Task to carry out =
Look below for the line with "counting the request.". Extract that line and each one after it through the last, word for word.

Records to use =
• • • • •
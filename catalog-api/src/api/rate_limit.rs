//! Quota introspection

use axum::response::{IntoResponse, Response};
use serde::Deserialize;
use serde_json::json;

use crate::api::response::Envelope;
use crate::error::{ApiError, ApiResult};
use crate::rate_limit::Tier;
use crate::routing::{Params, RequestContext};
use crate::AppState;

#[derive(Debug, Default, Deserialize)]
pub struct InfoQuery {
    pub tier: Option<String>,
}

fn parse_tier(raw: Option<&str>) -> ApiResult<Tier> {
    match raw.map(str::trim) {
        None | Some("") => Ok(Tier::Default),
        Some(name) => Tier::ALL
            .into_iter()
            .find(|t| t.as_str() == name)
            .ok_or_else(|| ApiError::BadRequest(format!("Unknown tier '{}'", name))),
    }
}

/// GET /api/v1/rate-limit?tier=api
///
/// Reports the caller's quota without counting the request.
pub async fn rate_limit_info(state: AppState, ctx: RequestContext, _params: Params) -> ApiResult<Response> {
    let query: InfoQuery = ctx.query()?;
    let tier = parse_tier(query.tier.as_deref())?;

    let info = state.limiter.info(&ctx.client(), tier).await?;

    Ok(Envelope::success("Rate limit info retrieved successfully", json!(info)).into_response())
}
• • • • •
Output for this exercise =
/// Reports the caller's quota without counting the request.
pub async fn rate_limit_info(state: AppState, ctx: RequestContext, _params: Params) -> ApiResult<Response> {
    let query: InfoQuery = ctx.query()?;
    let tier = parse_tier(query.tier.as_deref())?;

    let info = state.limiter.info(&ctx.client(), tier).await?;

    Ok(Envelope::success("Rate limit info retrieved successfully", json!(info)).into_response())
}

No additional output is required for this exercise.